◆ Task directions
Among the entries that follow, the required portion opens with the line containing "sections are kept." and closes with the line containing "Err(err) if err.kind()". Give that portion again exactly, and nothing else.

◆ Stored data

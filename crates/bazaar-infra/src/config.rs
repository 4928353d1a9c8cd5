//! Configuration loading for the Bazaar.
//!
//! Reads `bazaar.toml` from the data directory (`~/.bazaar/` by default) and
//! deserializes it into [`BazaarConfig`]. Falls back to defaults when the
//! file is missing or malformed.

use std::path::{Path, PathBuf};

use bazaar_types::config::{BazaarConfig, BotConfig};

/// Resolve the data directory.
///
/// Priority:
/// 1. `BAZAAR_DATA_DIR` environment variable
/// 2. `~/.bazaar`
/// 3. `.bazaar` in the current directory
pub fn resolve_data_dir() -> PathBuf {
    if let Ok(dir) = std::env::var("BAZAAR_DATA_DIR") {
        return PathBuf::from(dir);
    }

    if let Some(home) = dirs::home_dir() {
        return home.join(".bazaar");
    }

    PathBuf::from(".bazaar")
}

/// Load configuration from `{data_dir}/bazaar.toml`.
///
/// A bot section that fails validation is replaced by the default bot
/// settings; the server and message sections are kept.
pub async fn load_config(data_dir: &Path) -> BazaarConfig {
    let config_path = data_dir.join("bazaar.toml");

    let content = match tokio::fs::read_to_string(&config_path).await {
        Ok(content) => content,
        Err(err) if err.kind() == std::io::ErrorKind::NotFound => {
            tracing::debug!("No bazaar.toml found at {}, using defaults", config_path.display());
            return BazaarConfig::default();
        }
        Err(err) => {
            tracing::warn!("Failed to read {}: {err}, using defaults", config_path.display());
            return BazaarConfig::default();
        }
    };

    let mut config = match toml::from_str::<BazaarConfig>(&content) {
        Ok(config) => config,
        Err(err) => {
            tracing::warn!(
                "Failed to parse {}: {err}, using defaults",
                config_path.display()
            );
            return BazaarConfig::default();
        }
    };

    if let Err(reason) = config.bot.validate() {
        tracing::warn!("Invalid [bot] section in {}: {reason}, using defaults", config_path.display());
        config.bot = BotConfig::default();
    }

    config
}
//! reqwest implementation of the `BazaarClient` port.
//!
//! Every call is a GET with query parameters against the Bazaar server.
//! Any non-2xx response becomes `ClientError::Status` carrying the body.

use bazaar_core::actor::BazaarClient;
use bazaar_types::error::ClientError;
use bazaar_types::listing::Listing;
use bazaar_types::message::{Message, NewMessage};
use serde::de::DeserializeOwned;
use std::time::Duration;
use tracing::debug;

/// Per-request timeout.
const REQUEST_TIMEOUT: Duration = Duration::from_secs(10);

/// Talks to a Bazaar server at `base_url` (e.g. `http://127.0.0.1:5000`).
#[derive(Clone)]
pub struct HttpBazaarClient {
    base_url: String,
    http: reqwest::Client,
}

impl HttpBazaarClient {
    pub fn new(base_url: impl Into<String>) -> Self {
        let http = reqwest::Client::builder()
            .user_agent(concat!("bazaar-bot/", env!("CARGO_PKG_VERSION")))
            .timeout(REQUEST_TIMEOUT)
            .build()
            .unwrap_or_default();

        Self {
            base_url: base_url.into().trim_end_matches('/').to_string(),
            http,
        }
    }

    /// Build from a host and port, e.g. `("127.0.0.1", 5000)`.
    pub fn for_server(host: &str, port: u16) -> Self {
        Self::new(format!("http://{host}:{port}"))
    }

    pub fn base_url(&self) -> &str {
        &self.base_url
    }

    async fn get(&self, path: &str, query: &[(&str, &str)]) -> Result<String, ClientError> {
        let url = format!("{}{path}", self.base_url);
        debug!(%url, "bazaar request");

        let response = self
            .http
            .get(&url)
            .query(query)
            .send()
            .await
            .map_err(|e| ClientError::Transport(e.to_string()))?;

        let status = response.status();
        let body = response
            .text()
            .await
            .map_err(|e| ClientError::Transport(e.to_string()))?;

        if !status.is_success() {
            return Err(ClientError::Status {
                status: status.as_u16(),
                body,
            });
        }
        Ok(body)
    }

    async fn get_json<T: DeserializeOwned>(
        &self,
        path: &str,
        query: &[(&str, &str)],
    ) -> Result<T, ClientError> {
        let body = self.get(path, query).await?;
        serde_json::from_str(&body).map_err(|e| ClientError::Decode(e.to_string()))
    }
}

impl BazaarClient for HttpBazaarClient {
    async fn is_silenced(&self) -> Result<bool, ClientError> {
        let body = self.get("/get_silence", &[]).await?;
        match body.trim() {
            "true" => Ok(true),
            "false" => Ok(false),
            other => Err(ClientError::Decode(format!("unexpected silence flag '{other}'"))),
        }
    }

    async fn register(&self, name: &str, port: Option<&str>) -> Result<(), ClientError> {
        let mut query = vec![("name", name)];
        if let Some(port) = port {
            query.push(("port", port));
        }
        self.get("/register", &query).await.map(drop)
    }

    async fn list(&self, item: &str, price: f64, seller: &str) -> Result<(), ClientError> {
        let price = price.to_string();
        self.get("/list", &[("item", item), ("price", &price), ("seller", seller)])
            .await
            .map(drop)
    }

    async fn available(&self, item: &str) -> Result<Vec<Listing>, ClientError> {
        self.get_json("/available", &[("item", item)]).await
    }

    async fn settle(&self, item: &str, buyer: &str) -> Result<(), ClientError> {
        self.get("/sold", &[("item", item), ("buyer", buyer)])
            .await
            .map(drop)
    }

    async fn inventory(&self, buyer: &str) -> Result<Vec<Listing>, ClientError> {
        self.get_json("/inventory", &[("buyer", buyer)]).await
    }

    async fn messages(&self, bot: &str) -> Result<Vec<Message>, ClientError> {
        self.get_json("/get_messages", &[("bot", bot)]).await
    }

    async fn post(&self, message: &NewMessage) -> Result<(), ClientError> {
        let kind = message.kind.to_string();
        self.get(
            "/message",
            &[
                ("sender", message.sender.as_str()),
                ("recipient", message.recipient.as_str()),
                ("content", message.content.as_str()),
                ("type", kind.as_str()),
            ],
        )
        .await
        .map(drop)
    }
}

◆ Result of the exercise
/// settings; the server and message sections are kept.
pub async fn load_config(data_dir: &Path) -> BazaarConfig {
    let config_path = data_dir.join("bazaar.toml");

    let content = match tokio::fs::read_to_string(&config_path).await {
        Ok(content) => content,
        Err(err) if err.kind() == std::io::ErrorKind::NotFound => {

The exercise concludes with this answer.